--- Provided entries Enclosed Below ---
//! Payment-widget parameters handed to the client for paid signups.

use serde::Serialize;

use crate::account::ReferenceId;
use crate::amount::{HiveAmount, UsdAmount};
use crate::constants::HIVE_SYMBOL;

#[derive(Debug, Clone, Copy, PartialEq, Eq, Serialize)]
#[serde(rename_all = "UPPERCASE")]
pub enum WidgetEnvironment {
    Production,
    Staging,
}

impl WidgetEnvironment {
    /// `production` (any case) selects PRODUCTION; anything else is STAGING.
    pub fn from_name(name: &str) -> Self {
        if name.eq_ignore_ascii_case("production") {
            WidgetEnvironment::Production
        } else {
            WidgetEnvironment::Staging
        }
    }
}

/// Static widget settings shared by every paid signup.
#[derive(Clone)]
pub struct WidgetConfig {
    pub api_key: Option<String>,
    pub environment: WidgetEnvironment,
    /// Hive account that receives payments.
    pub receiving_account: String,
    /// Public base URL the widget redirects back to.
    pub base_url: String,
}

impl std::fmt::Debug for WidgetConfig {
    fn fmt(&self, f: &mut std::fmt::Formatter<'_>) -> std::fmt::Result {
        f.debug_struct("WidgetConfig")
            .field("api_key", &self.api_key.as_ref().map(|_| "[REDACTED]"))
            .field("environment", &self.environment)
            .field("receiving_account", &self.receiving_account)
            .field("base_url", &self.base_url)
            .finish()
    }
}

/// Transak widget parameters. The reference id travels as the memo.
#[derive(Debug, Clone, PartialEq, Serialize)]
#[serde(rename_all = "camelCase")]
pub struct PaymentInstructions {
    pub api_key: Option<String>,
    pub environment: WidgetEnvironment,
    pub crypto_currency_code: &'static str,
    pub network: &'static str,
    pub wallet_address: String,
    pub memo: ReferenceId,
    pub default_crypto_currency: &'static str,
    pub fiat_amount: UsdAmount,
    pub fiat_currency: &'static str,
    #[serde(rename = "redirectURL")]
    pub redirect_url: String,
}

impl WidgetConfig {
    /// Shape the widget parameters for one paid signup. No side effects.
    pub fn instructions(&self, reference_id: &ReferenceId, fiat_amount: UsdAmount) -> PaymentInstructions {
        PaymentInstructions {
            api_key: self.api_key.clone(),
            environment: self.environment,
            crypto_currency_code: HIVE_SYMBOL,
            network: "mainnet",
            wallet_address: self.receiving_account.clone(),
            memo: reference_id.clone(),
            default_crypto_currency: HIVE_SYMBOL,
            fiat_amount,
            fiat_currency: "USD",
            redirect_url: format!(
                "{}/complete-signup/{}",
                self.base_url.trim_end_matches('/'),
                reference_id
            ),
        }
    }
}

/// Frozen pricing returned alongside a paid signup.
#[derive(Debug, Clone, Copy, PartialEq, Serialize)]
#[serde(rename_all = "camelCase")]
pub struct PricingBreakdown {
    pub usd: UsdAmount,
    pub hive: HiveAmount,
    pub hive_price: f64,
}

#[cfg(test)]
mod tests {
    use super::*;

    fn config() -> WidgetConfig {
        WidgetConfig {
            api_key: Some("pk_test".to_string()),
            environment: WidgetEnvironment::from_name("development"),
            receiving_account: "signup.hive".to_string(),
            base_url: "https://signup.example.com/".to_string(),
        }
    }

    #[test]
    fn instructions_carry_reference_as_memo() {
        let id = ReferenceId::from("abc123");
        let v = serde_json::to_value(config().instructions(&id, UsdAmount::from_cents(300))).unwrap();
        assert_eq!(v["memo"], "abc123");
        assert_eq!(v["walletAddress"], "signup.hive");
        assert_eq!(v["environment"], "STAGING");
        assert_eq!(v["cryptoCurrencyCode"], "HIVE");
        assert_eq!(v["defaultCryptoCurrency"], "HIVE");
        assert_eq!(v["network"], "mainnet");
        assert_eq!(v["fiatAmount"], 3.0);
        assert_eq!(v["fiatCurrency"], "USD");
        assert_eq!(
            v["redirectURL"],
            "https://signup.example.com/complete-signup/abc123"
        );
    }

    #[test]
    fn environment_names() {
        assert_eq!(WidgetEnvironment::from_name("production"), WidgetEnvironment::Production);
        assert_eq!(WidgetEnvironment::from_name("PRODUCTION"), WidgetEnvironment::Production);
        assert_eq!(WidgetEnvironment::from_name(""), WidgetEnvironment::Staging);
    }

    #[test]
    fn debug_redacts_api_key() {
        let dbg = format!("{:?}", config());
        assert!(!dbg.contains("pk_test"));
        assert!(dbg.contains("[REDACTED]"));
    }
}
--- End of Enclosed Provided entries ---
**About this exercise**
Your response should contain each line of the entries above that holds the string "else".

**Solution to this task**
    /// `production` (any case) selects PRODUCTION; anything else is STAGING.
        } else {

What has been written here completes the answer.